How credits are consumed depends on how the agent run is triggered and authenticated:

**User-triggered runs** (CLI with personal API key, Slack, Linear, or the Warp app):

* Runs are tied to the triggering user's identity
* Credits are consumed starting with any credit grants specifically allocated for cloud agent usage, then the user's base credits, followed by the team's Reload Credits, and finally the user's own Reload Credits

**Team API key runs** (fully automated or headless workflows):

* Runs are not tied to any individual user
* Only the team's Reload Credit pool is used—no individual base credits are available
* Ideal for CI/CD pipelines, scheduled tasks, and other automated workflows
* For workflows that require code changes (opening pull requests, pushing branches, or writing to a repository), configure [team GitHub authorization](#team-github-authorization) so the agent can authenticate with the Oz by Warp GitHub App. Alternatively, use a [personal API key](https://docs.warp.dev/reference/cli/api-keys) to authenticate as an individual user.

For more details on creating and using API keys, see [API Keys](https://docs.warp.dev/reference/cli/api-keys).

{% hint style="info" %}
When a user triggers an agent via Slack or Linear, the run follows the standard credit precedence, starting with any credit grants specifically allocated for cloud agent usage. This applies even for integrations—as long as the triggering user's identity can be mapped to their Warp account.
{% endhint %}

#### Who configures triggers and workflows

All triggers and instructions used by cloud agents are defined and controlled by your team’s authorized users.

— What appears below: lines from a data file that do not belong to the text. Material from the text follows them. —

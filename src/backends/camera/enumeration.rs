// SPDX-License-Identifier: GPL-3.0-only

//! Camera enumeration through the GStreamer device monitor

use super::DeviceCatalog;
use super::types::{BackendError, BackendResult, CameraDevice};
use crate::constants::capture;
use gstreamer::prelude::*;
use tracing::{debug, info, warn};

/// Device catalog backed by `gstreamer::DeviceMonitor`
#[derive(Debug, Default, Clone, Copy)]
pub struct GstDeviceCatalog;

impl GstDeviceCatalog {
    pub fn new() -> Self {
        Self
    }
}

impl DeviceCatalog for GstDeviceCatalog {
    fn list_devices(&self) -> BackendResult<Vec<CameraDevice>> {
        gstreamer::init().map_err(|e| BackendError::NotAvailable(e.to_string()))?;

        let monitor = gstreamer::DeviceMonitor::new();
        if monitor
            .add_filter(Some(capture::DEVICE_CLASS), None)
            .is_none()
        {
            warn!("Device monitor rejected the video source filter");
        }

        if let Err(e) = monitor.start() {
            // No device providers at all behaves like an empty system
            warn!(error = %e, "Device monitor failed to start");
            return Ok(Vec::new());
        }

        let cameras: Vec<CameraDevice> = monitor
            .devices()
            .into_iter()
            .map(|device| {
                let name = device.display_name().to_string();
                let properties = device.properties();
                let api = properties
                    .as_ref()
                    .and_then(|p| p.get::<String>("device.api").ok());
                let path = properties
                    .as_ref()
                    .and_then(|p| p.get::<String>("device.path").ok());
                let handle = device_handle(&name, api.as_deref(), path.as_deref());
                debug!(name = %name, api = ?api, handle = %handle, "Found video source");
                CameraDevice { name, handle }
            })
            .collect();

        monitor.stop();

        info!(count = cameras.len(), "Cameras enumerated");
        Ok(cameras)
    }
}

/// Pick the handle for a device
///
/// V4L2 devices are addressed by their device node, everything else by the
/// display name.
pub fn device_handle(name: &str, api: Option<&str>, path: Option<&str>) -> String {
    match (api, path) {
        (Some("v4l2"), Some(path)) if !path.is_empty() => path.to_string(),
        _ => name.to_string(),
    }
}

/// Select a camera by index, preferring `preferred_handle` when no index is given
pub fn select_camera<'a>(
    cameras: &'a [CameraDevice],
    index: Option<usize>,
    preferred_handle: Option<&str>,
) -> Option<&'a CameraDevice> {
    match index {
        Some(i) => cameras.get(i),
        None => preferred_handle
            .and_then(|handle| cameras.iter().find(|c| c.handle == handle))
            .or_else(|| cameras.first()),
    }
}

#[cfg(test)]
mod tests {
    use super::*;

    fn cam(name: &str, handle: &str) -> CameraDevice {
        CameraDevice {
            name: name.into(),
            handle: handle.into(),
        }
    }

    #[test]
    fn test_v4l2_device_uses_path() {
        assert_eq!(
            device_handle("Webcam", Some("v4l2"), Some("/dev/video2")),
            "/dev/video2"
        );
    }

    #[test]
    fn test_other_api_uses_display_name() {
        assert_eq!(device_handle("Webcam", Some("libcamera"), Some("/x")), "Webcam");
        assert_eq!(device_handle("Webcam", None, None), "Webcam");
        assert_eq!(device_handle("Webcam", Some("v4l2"), Some("")), "Webcam");
    }

    #[test]
    fn test_select_camera() {
        let cameras = vec![cam("A", "/dev/video0"), cam("B", "/dev/video2")];

        assert_eq!(select_camera(&cameras, Some(1), None), Some(&cameras[1]));
        assert_eq!(select_camera(&cameras, Some(2), None), None);
        assert_eq!(
            select_camera(&cameras, None, Some("/dev/video2")),
            Some(&cameras[1])
        );
        // Unknown preferred handle falls back to the first camera
        assert_eq!(
            select_camera(&cameras, None, Some("/dev/video9")),
            Some(&cameras[0])
        );
        assert_eq!(select_camera(&[], None, None), None);
    }
}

* Admins or other authorized users decide which triggers exist, when they fire, and what the agent should do in response.
* Trigger behavior and the agent’s instructions (system prompts, workflow steps, repo access, etc.) are fully managed by your admins or other designated users.

#### Staying aware of usage

Because triggers and instructions are configured by your team, any credits used when an agent runs are billed to your team's Reload Credit balance.

* It’s the team’s responsibility to manage triggers, confirm they behave as intended, and monitor usage.
* Reviewing triggers, prompts, and agent behavior periodically helps ensure that credit usage aligns with expectations.